## Problem to work on:
Repeat exactly, and only, the lines from the one containing "flat in the" through the last line of the data below.

(Stored data entries)
● ● ● ●

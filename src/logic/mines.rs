use std::collections::HashSet;

use grid_labs_common::{BoardCell, FieldParams, GameState, Nested};
use rand::Rng;
use tracing::{debug, instrument, trace};

use crate::{
    config::Limits,
    data::{Field, Shape},
    error::{Error, Result},
    model,
};

pub(crate) fn check_cells(shape: &Shape, limits: &Limits) -> Result<()> {
    if shape.len() > limits.max_cells {
        return Err(Error::TooLarge {
            cells: shape.len(),
            limit: limits.max_cells,
        });
    }
    Ok(())
}

fn generate_bombs<R: Rng + ?Sized>(length: usize, bombs: usize, rng: &mut R) -> Vec<bool> {
    let mut layout = Vec::with_capacity(length);

    let mut bombs_left = bombs.min(length);
    for cells_left in (1..=length).rev() {
        let value = rng.random_range(0..cells_left) < bombs_left;
        layout.push(value);
        if value {
            bombs_left -= 1;
        }
    }

    layout
}

fn count_adjacent_bombs(shape: &Shape, bombs: &[bool], index: usize) -> u32 {
    shape
        .neighbors(index)
        .into_iter()
        .filter(|&neighbor| neighbor != index && bombs[neighbor])
        .count() as u32
}

impl Field {
    /// New game with bombs at the given coordinates, limits taken from the
    /// environment.
    pub fn new<I, C>(dimensions: Vec<usize>, bombs: I) -> Result<Self>
    where
        I: IntoIterator<Item = C>,
        C: AsRef<[usize]>,
    {
        Self::with_limits(dimensions, bombs, &Limits::from_env())
    }

    pub fn with_limits<I, C>(dimensions: Vec<usize>, bombs: I, limits: &Limits) -> Result<Self>
    where
        I: IntoIterator<Item = C>,
        C: AsRef<[usize]>,
    {
        let shape = Shape::new(dimensions)?;
        check_cells(&shape, limits)?;

        let mut layout = vec![false; shape.len()];
        for bomb in bombs {
            layout[shape.checked_index(bomb.as_ref())?] = true;
        }

        Ok(Self::from_layout(shape, &layout))
    }

    /// New game with `params.bombs` bombs placed uniformly at random. The
    /// bomb count is capped at the number of cells.
    pub fn random<R: Rng + ?Sized>(params: &FieldParams, rng: &mut R) -> Result<Self> {
        let shape = Shape::new(params.dimensions.clone())?;
        check_cells(&shape, &Limits::from_env())?;

        let layout = generate_bombs(shape.len(), params.bombs, rng);
        Ok(Self::from_layout(shape, &layout))
    }

    fn from_layout(shape: Shape, layout: &[bool]) -> Self {
        let board = (0..shape.len())
            .map(|index| {
                if layout[index] {
                    BoardCell::Bomb
                } else {
                    BoardCell::Count(count_adjacent_bombs(&shape, layout, index))
                }
            })
            .collect();

        Self {
            mask: vec![false; shape.len()],
            shape,
            board,
            state: GameState::Ongoing,
        }
    }

    pub fn dimensions(&self) -> &[usize] {
        self.shape.dimensions()
    }

    pub fn state(&self) -> GameState {
        self.state
    }

    pub fn cell(&self, coord: &[usize]) -> Result<BoardCell> {
        Ok(self.board[self.shape.checked_index(coord)?])
    }

    pub fn is_visible(&self, coord: &[usize]) -> Result<bool> {
        Ok(self.mask[self.shape.checked_index(coord)?])
    }

    pub fn bomb_count(&self) -> usize {
        self.board.iter().filter(|cell| cell.is_bomb()).count()
    }

    pub fn hidden_count(&self) -> usize {
        self.mask.iter().filter(|&&visible| !visible).count()
    }

    /// Every safe cell visible and every bomb hidden.
    pub fn has_won(&self) -> bool {
        self.board
            .iter()
            .zip(&self.mask)
            .all(|(cell, &visible)| cell.is_bomb() != visible)
    }

    /// Digs at `coord` and returns how many cells became visible.
    ///
    /// Finished games and already visible cells are left untouched and
    /// report 0. Digging a bomb loses the game. Digging a zero cell reveals
    /// its whole zero region together with the numbered cells bordering it.
    #[instrument(level = "debug", skip(self), fields(state = %self.state))]
    pub fn dig(&mut self, coord: &[usize]) -> Result<usize> {
        if self.state.is_terminal() {
            return Ok(0);
        }

        let index = self.shape.checked_index(coord)?;
        if self.mask[index] {
            return Ok(0);
        }

        if self.board[index].is_bomb() {
            self.mask[index] = true;
            self.state = GameState::Defeat;
            debug!("Bomb uncovered, game lost");
            return Ok(1);
        }

        let revealed = self.reveal_from(index);
        if self.has_won() {
            self.state = GameState::Victory;
            debug!("All safe cells revealed, game won");
        }

        debug!("Revealed {} cells", revealed);
        Ok(revealed)
    }

    fn reveal_from(&mut self, start: usize) -> usize {
        let mut visited = HashSet::from([start]);
        let mut pending = vec![start];
        let mut revealed = 0;

        while let Some(index) = pending.pop() {
            self.mask[index] = true;
            revealed += 1;

            if self.board[index] != BoardCell::Count(0) {
                continue;
            }

            for neighbor in self.shape.neighbors(index) {
                if self.mask[neighbor] || self.board[neighbor].is_bomb() {
                    continue;
                }
                if visited.insert(neighbor) {
                    pending.push(neighbor);
                }
            }
        }

        trace!(visited = visited.len(), "Flood fill finished");
        revealed
    }

    /// Symbols for every cell in board shape: `"."` bomb, `" "` zero, the
    /// count otherwise. Hidden cells show `"_"` unless `xray` is set.
    pub fn render(&self, xray: bool) -> Nested<String> {
        model::nest(self.shape.dimensions(), &self.symbols(xray))
    }

    /// Rows of a 2-dimensional game joined by newlines.
    pub fn render_ascii(&self, xray: bool) -> Result<String> {
        if self.shape.rank() != 2 {
            return Err(Error::NotTwoDimensional(self.shape.rank()));
        }

        let columns = self.shape.dimensions()[1];
        let rows: Vec<String> = self
            .symbols(xray)
            .chunks(columns)
            .map(|row| row.concat())
            .collect();
        Ok(rows.join("\n"))
    }

    fn symbols(&self, xray: bool) -> Vec<String> {
        self.board
            .iter()
            .zip(&self.mask)
            .map(|(cell, &visible)| {
                if xray || visible {
                    cell.symbol()
                } else {
                    "_".to_string()
                }
            })
            .collect()
    }
}

#[cfg(test)]
mod tests {
    use rand::{SeedableRng, rngs::StdRng};

    use super::*;

    fn lab_field() -> Field {
        Field::new(vec![2, 4], [[0usize, 0], [1, 0], [1, 1]]).unwrap()
    }

    #[test]
    fn counts_adjacent_bombs() {
        let field = lab_field();
        assert_eq!(field.cell(&[0, 1]).unwrap(), BoardCell::Count(3));
        assert_eq!(field.cell(&[0, 2]).unwrap(), BoardCell::Count(1));
        assert_eq!(field.cell(&[1, 3]).unwrap(), BoardCell::Count(0));
        assert_eq!(field.cell(&[1, 1]).unwrap(), BoardCell::Bomb);
        assert_eq!(field.bomb_count(), 3);
        assert_eq!(field.hidden_count(), 8);
        assert_eq!(field.state(), GameState::Ongoing);
    }

    #[test]
    fn three_dimensional_counts() {
        let field = Field::new(vec![2, 4, 2], [[0usize, 0, 1], [1, 0, 0], [1, 1, 1]]).unwrap();
        assert_eq!(field.render(true), model::nest(&[2, 4, 2], &[
            "3", ".", "3", "3", "1", "1", " ", " ",
            ".", "3", "3", ".", "1", "1", " ", " ",
        ].map(String::from)));
    }

    #[test]
    fn out_of_range_bomb_is_rejected() {
        let result = Field::new(vec![2, 2], [[0usize, 2]]);
        assert!(matches!(result, Err(Error::InvalidCoordinate { .. })));
        let result = Field::new(vec![2, 2], [vec![0usize]]);
        assert!(matches!(result, Err(Error::InvalidCoordinate { .. })));
    }

    #[test]
    fn limits_are_enforced() {
        let limits = Limits {
            max_cells: 8,
            ..Limits::default()
        };
        let result = Field::with_limits(vec![3, 3], Vec::<Vec<usize>>::new(), &limits);
        assert!(matches!(result, Err(Error::TooLarge { cells: 9, limit: 8 })));
    }

    #[test]
    fn dig_bomb_loses() {
        let mut field = lab_field();
        assert_eq!(field.dig(&[0, 0]).unwrap(), 1);
        assert_eq!(field.state(), GameState::Defeat);
        assert!(field.is_visible(&[0, 0]).unwrap());
        assert_eq!(field.dig(&[0, 3]).unwrap(), 0);
        assert!(!field.is_visible(&[0, 3]).unwrap());
    }

    #[test]
    fn dig_numbered_cell_reveals_only_it() {
        let mut field = lab_field();
        assert_eq!(field.dig(&[0, 2]).unwrap(), 1);
        assert_eq!(field.dig(&[0, 2]).unwrap(), 0);
        assert_eq!(field.state(), GameState::Ongoing);
    }

    #[test]
    fn dig_wins_when_all_safe_cells_are_visible() {
        let mut field = lab_field();
        assert_eq!(field.dig(&[0, 3]).unwrap(), 4);
        assert_eq!(field.state(), GameState::Ongoing);
        assert_eq!(field.dig(&[0, 1]).unwrap(), 1);
        assert_eq!(field.state(), GameState::Victory);
        assert!(field.has_won());
    }

    #[test]
    fn dig_rejects_bad_coordinate_while_ongoing() {
        let mut field = lab_field();
        assert!(matches!(
            field.dig(&[2, 0]),
            Err(Error::InvalidCoordinate { .. })
        ));
    }

    #[test]
    fn render_masks_hidden_cells() {
        let mut field = lab_field();
        field.dig(&[0, 3]).unwrap();
        assert_eq!(field.render_ascii(false).unwrap(), "__1 \n__1 ");
        assert_eq!(field.render_ascii(true).unwrap(), ".31 \n..1 ");
    }

    #[test]
    fn render_ascii_needs_two_dimensions() {
        let field = Field::new(vec![2, 2, 2], Vec::<Vec<usize>>::new()).unwrap();
        assert!(matches!(
            field.render_ascii(false),
            Err(Error::NotTwoDimensional(3))
        ));
    }

    #[test]
    fn empty_board_is_cleared_in_one_dig() {
        let mut field = Field::new(vec![3, 3, 3], Vec::<Vec<usize>>::new()).unwrap();
        assert_eq!(field.dig(&[1, 1, 1]).unwrap(), 27);
        assert_eq!(field.state(), GameState::Victory);
    }

    #[test]
    fn random_board_places_requested_bombs() {
        let mut rng = StdRng::seed_from_u64(7);
        let params = FieldParams {
            dimensions: vec![4, 5, 3],
            bombs: 12,
        };
        let field = Field::random(&params, &mut rng).unwrap();
        assert_eq!(field.bomb_count(), 12);

        let crowded = FieldParams {
            dimensions: vec![2, 2],
            bombs: 10,
        };
        let field = Field::random(&crowded, &mut rng).unwrap();
        assert_eq!(field.bomb_count(), 4);
    }

    #[test]
    fn long_corridor_does_not_overflow_the_stack() {
        let mut field = Field::new(vec![1, 200_000], [[0usize, 199_999]]).unwrap();
        assert_eq!(field.dig(&[0, 0]).unwrap(), 199_999);
        assert_eq!(field.state(), GameState::Victory);
    }
}
pub mod image;
pub mod mines;
pub mod seam;

pub use image::Kernel;
pub use seam::Seam;
use grid_labs_common::{BoardCell, GameState};

use crate::error::{Error, Result};

/// Row-major layout of an N-dimensional grid; the last axis varies fastest.
#[derive(Clone, Debug, PartialEq, Eq)]
pub struct Shape {
    dimensions: Vec<usize>,
    strides: Vec<usize>,
    len: usize,
}

impl Shape {
    pub fn new(dimensions: Vec<usize>) -> Result<Self> {
        if dimensions.is_empty() || dimensions.contains(&0) {
            return Err(Error::InvalidDimensions(dimensions));
        }

        let Some(len) = dimensions
            .iter()
            .try_fold(1usize, |acc, &size| acc.checked_mul(size))
        else {
            return Err(Error::InvalidDimensions(dimensions));
        };

        let mut strides = vec![1; dimensions.len()];
        for axis in (0..dimensions.len() - 1).rev() {
            strides[axis] = strides[axis + 1] * dimensions[axis + 1];
        }

        Ok(Self {
            dimensions,
            strides,
            len,
        })
    }

    pub fn dimensions(&self) -> &[usize] {
        &self.dimensions
    }

    pub fn rank(&self) -> usize {
        self.dimensions.len()
    }

    /// Total number of cells.
    pub fn len(&self) -> usize {
        self.len
    }

    pub fn is_empty(&self) -> bool {
        self.len == 0
    }

    /// Flat index of `coord`, or `None` if it has the wrong arity or falls
    /// outside the grid.
    pub fn index(&self, coord: &[usize]) -> Option<usize> {
        if coord.len() != self.rank() {
            return None;
        }

        let mut index = 0;
        for ((&c, &size), &stride) in coord.iter().zip(&self.dimensions).zip(&self.strides) {
            if c >= size {
                return None;
            }
            index += c * stride;
        }
        Some(index)
    }

    pub fn checked_index(&self, coord: &[usize]) -> Result<usize> {
        self.index(coord).ok_or_else(|| Error::InvalidCoordinate {
            coord: coord.to_vec(),
            dimensions: self.dimensions.clone(),
        })
    }

    pub fn coord(&self, index: usize) -> Vec<usize> {
        self.dimensions
            .iter()
            .zip(&self.strides)
            .map(|(&size, &stride)| (index / stride) % size)
            .collect()
    }

    /// Flat indices of the Chebyshev-1 neighborhood of `index`, the cell
    /// itself included. Each axis range is clamped to the grid before the
    /// product is taken, so no index appears twice.
    pub fn neighbors(&self, index: usize) -> Vec<usize> {
        let mut out = vec![0];
        for (axis, c) in self.coord(index).into_iter().enumerate() {
            let low = c.saturating_sub(1);
            let high = (c + 1).min(self.dimensions[axis] - 1);
            let stride = self.strides[axis];
            out = out
                .iter()
                .flat_map(|&base| (low..=high).map(move |v| base + v * stride))
                .collect();
        }
        out
    }
}

/// N-dimensional mine field: board, visibility mask and game state, stored
/// flat in the order given by `shape`.
#[derive(Clone, Debug, PartialEq, Eq)]
pub struct Field {
    pub(crate) shape: Shape,
    pub(crate) board: Vec<BoardCell>,
    pub(crate) mask: Vec<bool>,
    pub(crate) state: GameState,
}

/// Single channel image with real-valued intensities, row-major.
#[derive(Clone, Debug, PartialEq)]
pub struct Image {
    pub(crate) width: usize,
    pub(crate) height: usize,
    pub(crate) pixels: Vec<f64>,
}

● ● ● ●

## The completed task:
/// flat in the order given by `shape`.
#[derive(Clone, Debug, PartialEq, Eq)]
pub struct Field {
    pub(crate) shape: Shape,
    pub(crate) board: Vec<BoardCell>,
    pub(crate) mask: Vec<bool>,
    pub(crate) state: GameState,
}

/// Single channel image with real-valued intensities, row-major.
#[derive(Clone, Debug, PartialEq)]
pub struct Image {
    pub(crate) width: usize,
    pub(crate) height: usize,
    pub(crate) pixels: Vec<f64>,
}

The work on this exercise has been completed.